A ciência faz-nos falta. A obra que inspira o presente artigo deveria ser objecto de estudo atento, por parte de todos os profissionais da Educação, mas também por todos aqueles que, tantas vezes fechados ao longo de décadas nos seus gabinetes, almejam transformar o sistema educativo apenas e só com o poder dos seus papéis. Parece-me que grande parte dos problemas que continuam a afectar as escolas públicas nacionais radicam nesta profunda separação entre aqueles que conhecem a realidade e aqueles que permanecem enclausurados na sua bolha.

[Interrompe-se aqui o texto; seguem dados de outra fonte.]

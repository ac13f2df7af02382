use std::fs::File;
use std::io::{BufWriter, Seek, SeekFrom, Write};
use std::path::Path;

use crate::error::{ResonatorError, Result};
use crate::io::ser::{SerHeader, SER_HEADER_SIZE, SER_MAGIC};

/// Byte offset of the FrameCount field inside the header.
const FRAME_COUNT_OFFSET: u64 = 38;

/// Writes a valid SER file at the raw byte level.
///
/// The frame count in the header is rewritten on [`SerWriter::finalize`], so
/// streams that end early still produce a consistent file. Dropping the
/// writer without finalizing flushes whatever was written.
pub struct SerWriter {
    writer: BufWriter<File>,
    header: SerHeader,
    frames_written: u32,
}

impl SerWriter {
    /// Create a new SER file and write the header.
    pub fn create(path: &Path, header: &SerHeader) -> Result<Self> {
        let fits_i32 = |v: u32| i32::try_from(v).is_ok();
        if !fits_i32(header.width)
            || !fits_i32(header.height)
            || header.checked_frame_byte_size().is_none()
        {
            return Err(ResonatorError::InvalidSer(format!(
                "Frame geometry {}x{} is too large for a SER file",
                header.width, header.height
            )));
        }
        let file = File::create(path)?;
        let mut writer = BufWriter::new(file);
        write_header(&mut writer, header)?;
        Ok(Self {
            writer,
            header: header.clone(),
            frames_written: 0,
        })
    }

    pub fn header(&self) -> &SerHeader {
        &self.header
    }

    pub fn frames_written(&self) -> u32 {
        self.frames_written
    }

    /// Write a single raw frame (bytes must match the header's frame_byte_size).
    pub fn write_raw_frame(&mut self, data: &[u8]) -> Result<()> {
        if data.len() != self.header.frame_byte_size() {
            return Err(ResonatorError::InvalidSer(format!(
                "Frame has {} bytes, expected {}",
                data.len(),
                self.header.frame_byte_size()
            )));
        }
        self.writer.write_all(data)?;
        self.frames_written += 1;
        Ok(())
    }

    /// Write the optional timestamp trailer (one u64 per frame, little-endian).
    pub fn write_timestamps(&mut self, timestamps: &[u64]) -> Result<()> {
        for &ts in timestamps {
            self.writer.write_all(&ts.to_le_bytes())?;
        }
        Ok(())
    }

    /// Patch the frame count, flush and close the file.
    pub fn finalize(mut self) -> Result<u32> {
        self.writer.flush()?;
        let file = self.writer.get_mut();
        file.seek(SeekFrom::Start(FRAME_COUNT_OFFSET))?;
        file.write_all(&(self.frames_written as i32).to_le_bytes())?;
        file.seek(SeekFrom::End(0))?;
        file.flush()?;
        Ok(self.frames_written)
    }
}

fn write_header(w: &mut impl Write, header: &SerHeader) -> Result<()> {
    w.write_all(SER_MAGIC)?;
    // LuID
    w.write_all(&0i32.to_le_bytes())?;
    w.write_all(&header.color_id.to_le_bytes())?;
    // 0 = little-endian (Siril convention)
    let le_flag: i32 = if header.little_endian { 0 } else { 1 };
    w.write_all(&le_flag.to_le_bytes())?;
    w.write_all(&(header.width as i32).to_le_bytes())?;
    w.write_all(&(header.height as i32).to_le_bytes())?;
    w.write_all(&(header.pixel_depth as i32).to_le_bytes())?;
    w.write_all(&(header.frame_count as i32).to_le_bytes())?;
    write_fixed_string(w, &header.observer, 40)?;
    write_fixed_string(w, &header.instrument, 40)?;
    write_fixed_string(w, &header.telescope, 40)?;
    w.write_all(&header.date_time.to_le_bytes())?;
    w.write_all(&header.date_time_utc.to_le_bytes())?;

    debug_assert_eq!(
        14 + 4 + 4 + 4 + 4 + 4 + 4 + 4 + 40 + 40 + 40 + 8 + 8,
        SER_HEADER_SIZE
    );
    Ok(())
}

fn write_fixed_string(w: &mut impl Write, s: &str, len: usize) -> Result<()> {
    let bytes = s.as_bytes();
    let to_write = bytes.len().min(len);
    w.write_all(&bytes[..to_write])?;
    w.write_all(&vec![0u8; len - to_write])?;
    Ok(())
}
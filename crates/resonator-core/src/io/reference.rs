//! Ground-truth reference data exported from the run workbook as CSV.
//!
//! Column layout (letters as in the workbook):
//!
//! | columns | content                                   |
//! |---------|-------------------------------------------|
//! | A:B     | concentration cell counts                 |
//! | C:D     | concentration sensor readings             |
//! | G:H     | washing cell counts                       |
//! | I:J     | washing sensor readings                   |
//! | M:N     | named markers, `mm:ss` text               |
//!
//! Series blocks carry a title row and a header row before the data. Series
//! times are minutes since the start of their phase; markers give each
//! phase start on the video clock.

use std::collections::BTreeMap;
use std::path::Path;

use tracing::{debug, warn};

use crate::error::{ResonatorError, Result};

const SERIES_HEADER_ROWS: usize = 2;
const START_OF_VIDEO: &str = "Start of video";
pub const CONCENTRATION_START: &str = "Start of concentration";
pub const WASHING_START: &str = "Start of washing";

/// Ordered (time, value) samples. Times are seconds on the video clock.
#[derive(Clone, Debug, Default, PartialEq)]
pub struct TimeSeries {
    pub times: Vec<f64>,
    pub values: Vec<f64>,
}

impl TimeSeries {
    pub fn new(times: Vec<f64>, values: Vec<f64>) -> Self {
        debug_assert_eq!(times.len(), values.len());
        Self { times, values }
    }

    pub fn len(&self) -> usize {
        self.times.len()
    }

    pub fn is_empty(&self) -> bool {
        self.times.is_empty()
    }

    /// Earliest and latest timestamp.
    pub fn span(&self) -> Option<(f64, f64)> {
        self.times.iter().fold(None, |acc, &t| match acc {
            None => Some((t, t)),
            Some((lo, hi)) => Some((lo.min(t), hi.max(t))),
        })
    }

    /// Concatenate two series and sort by time.
    pub fn merged(&self, other: &TimeSeries) -> TimeSeries {
        let mut pairs: Vec<(f64, f64)> = self
            .times
            .iter()
            .copied()
            .zip(self.values.iter().copied())
            .chain(other.times.iter().copied().zip(other.values.iter().copied()))
            .collect();
        pairs.sort_by(|a, b| a.0.total_cmp(&b.0));
        let (times, values) = pairs.into_iter().unzip();
        TimeSeries { times, values }
    }
}

/// A reference series that was either provided or is missing.
#[derive(Clone, Debug, Default, PartialEq)]
pub enum Reference {
    Present(TimeSeries),
    #[default]
    Absent,
}

impl Reference {
    pub fn as_present(&self) -> Option<&TimeSeries> {
        match self {
            Self::Present(s) => Some(s),
            Self::Absent => None,
        }
    }

    pub fn is_present(&self) -> bool {
        matches!(self, Self::Present(_))
    }

    /// Union of two references; absent only if both are.
    pub fn union(&self, other: &Reference) -> Reference {
        match (self, other) {
            (Self::Present(a), Self::Present(b)) => Self::Present(a.merged(b)),
            (Self::Present(a), Self::Absent) | (Self::Absent, Self::Present(a)) => {
                Self::Present(a.clone())
            }
            (Self::Absent, Self::Absent) => Self::Absent,
        }
    }
}

/// Cell-count and sensor references for one phase.
#[derive(Clone, Debug, Default, PartialEq)]
pub struct PhaseReferences {
    pub cells: Reference,
    pub sensor: Reference,
}

impl PhaseReferences {
    pub fn union(&self, other: &PhaseReferences) -> PhaseReferences {
        PhaseReferences {
            cells: self.cells.union(&other.cells),
            sensor: self.sensor.union(&other.sensor),
        }
    }
}

/// Everything read from one reference workbook.
#[derive(Clone, Debug, Default, PartialEq)]
pub struct ReferenceWorkbook {
    pub concentration: PhaseReferences,
    pub washing: PhaseReferences,
    /// Marker name to seconds since the start of the video.
    pub markers: BTreeMap<String, f64>,
}

impl ReferenceWorkbook {
    /// Start of the washing phase in seconds, or 0 when not recorded.
    pub fn washing_start(&self) -> f64 {
        self.markers.get(WASHING_START).copied().unwrap_or(0.0)
    }
}

/// Parse a reference CSV. Each series is read independently: one that fails
/// is logged and left `Absent` while the others are kept.
pub fn read_reference(path: &Path) -> Result<ReferenceWorkbook> {
    let text = std::fs::read_to_string(path)?;
    let rows: Vec<Vec<String>> = text.lines().map(split_csv_line).collect();

    let markers = match parse_markers(&rows) {
        Ok(m) => m,
        Err(e) => {
            warn!(error = %e, "Reference markers unreadable; phase starts unknown");
            BTreeMap::new()
        }
    };

    let series = |name: &str, col: usize, start_marker: &str| -> Reference {
        let start = match markers.get(start_marker) {
            Some(&s) => s,
            None => {
                warn!(series = name, marker = start_marker, "Phase start marker missing; series skipped");
                return Reference::Absent;
            }
        };
        match parse_series(&rows, name, col) {
            Ok(s) if s.is_empty() => {
                warn!(series = name, "Reference series has no samples; skipped");
                Reference::Absent
            }
            Ok(s) => {
                debug!(series = name, samples = s.len(), "Loaded reference series");
                Reference::Present(TimeSeries::new(
                    s.times.iter().map(|t| 60.0 * t + start).collect(),
                    s.values,
                ))
            }
            Err(e) => {
                warn!(error = %e, "Reference series skipped");
                Reference::Absent
            }
        }
    };

    Ok(ReferenceWorkbook {
        concentration: PhaseReferences {
            cells: series("concentration_cells", col_index("A"), CONCENTRATION_START),
            sensor: series("concentration_sensor", col_index("C"), CONCENTRATION_START),
        },
        washing: PhaseReferences {
            cells: series("washing_cells", col_index("G"), WASHING_START),
            sensor: series("washing_sensor", col_index("I"), WASHING_START),
        },
        markers,
    })
}

/// Zero-based index of a spreadsheet column letter.
fn col_index(letters: &str) -> usize {
    letters
        .bytes()
        .fold(0usize, |acc, b| acc * 26 + (b.to_ascii_uppercase() - b'A' + 1) as usize)
        - 1
}

fn cell(rows: &[Vec<String>], row: usize, col: usize) -> &str {
    rows.get(row)
        .and_then(|r| r.get(col))
        .map(|s| s.trim())
        .unwrap_or("")
}

/// Read the two-column block starting at `col`. Rows with a missing cell are
/// dropped; a non-numeric cell fails the whole series.
fn parse_series(rows: &[Vec<String>], name: &str, col: usize) -> Result<TimeSeries> {
    if rows.len() < SERIES_HEADER_ROWS {
        return Err(ResonatorError::ReferenceData {
            series: name.into(),
            reason: "missing title and header rows".into(),
        });
    }
    let parse = |row: usize, text: &str| -> Result<f64> {
        text.parse::<f64>().map_err(|_| ResonatorError::ReferenceData {
            series: name.into(),
            reason: format!("row {}: '{text}' is not a number", row + 1),
        })
    };

    let mut times = Vec::new();
    let mut values = Vec::new();
    for row in SERIES_HEADER_ROWS..rows.len() {
        let (t, v) = (cell(rows, row, col), cell(rows, row, col + 1));
        if t.is_empty() || v.is_empty() {
            continue;
        }
        times.push(parse(row, t)?);
        values.push(parse(row, v)?);
    }
    Ok(TimeSeries::new(times, values))
}

/// Named markers from M:N. The first row is a header; rows whose value is
/// not `mm:ss` text are ignored.
fn parse_markers(rows: &[Vec<String>]) -> Result<BTreeMap<String, f64>> {
    let (name_col, value_col) = (col_index("M"), col_index("N"));
    let mut markers = BTreeMap::new();
    for row in 1..rows.len() {
        let name = cell(rows, row, name_col);
        let mut value = cell(rows, row, value_col);
        if name.is_empty() {
            continue;
        }
        if value == START_OF_VIDEO {
            value = "0:0";
        }
        if !value.contains(':') {
            continue;
        }
        markers.insert(name.to_string(), parse_minutes_seconds(value)?);
    }
    Ok(markers)
}

/// `mm:ss` to seconds. Both parts may be fractional.
pub fn parse_minutes_seconds(text: &str) -> Result<f64> {
    let bad = || ResonatorError::ReferenceData {
        series: "reference_data".into(),
        reason: format!("'{text}' is not mm:ss"),
    };
    let (m, s) = text.split_once(':').ok_or_else(bad)?;
    let minutes: f64 = m.trim().parse().map_err(|_| bad())?;
    let seconds: f64 = s.trim().parse().map_err(|_| bad())?;
    Ok(minutes * 60.0 + seconds)
}

/// Split one CSV record, honouring double-quoted fields.
fn split_csv_line(line: &str) -> Vec<String> {
    let mut fields = Vec::new();
    let mut current = String::new();
    let mut quoted = false;
    let mut chars = line.chars().peekable();
    while let Some(c) = chars.next() {
        match c {
            '"' if quoted && chars.peek() == Some(&'"') => {
                current.push('"');
                chars.next();
            }
            '"' => quoted = !quoted,
            ',' if !quoted => fields.push(std::mem::take(&mut current)),
            _ => current.push(c),
        }
    }
    fields.push(current);
    fields
}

Em 2018, pouco depois da publicação do DL 54, redigi um artigo intitulado “Os pais da exclusão: o choque de civilizações”, no qual, hoje, terei de reconhecer alguns erros de análise, motivados também pelo facto de escrever em cima dos acontecimentos (mea culpa: um dos exemplos claros reside no modo como, à época, não compreendi o alcance que o legislador pretendeu imprimir ao abrangente, mas, reconheça-se, pouco claro conceito de “Centro de Apoio à Aprendizagem”). Todavia, 4 anos depois, mantenho a principal preocupação da época: “Os admiráveis mundos novos acabam quase sempre por recuperar o lado mais negro da História. Uma das grandes dificuldades em identificá-los é que na actualidade aparecem travestidos com palavras de civilização, caso da inclusão…”. Concretizando com um exemplo prático: a tendência actual, sustentada pelo DL 54/2018, de investir a todo o custo em conteúdos académicos e em acabar de supetão, como num simples acto de magia burocrática, com todas as categorizações, leva-nos, por vezes, a excluir alunos que, atendendo às suas especificidades, necessitam sobretudo de investir num “Currículo do Quotidiano” (Nuno Lobo Antunes et al., p. 85), que verdadeiramente os ajude a conquistar a autonomia, entre outras ferramentas essenciais para o seu futuro. Espero que a Região Autónoma dos Açores nunca perca de vista esse objectivo e que continue a promover efectivas respostas alternativas que vão ao encontro das múltiplas necessidades dos alunos.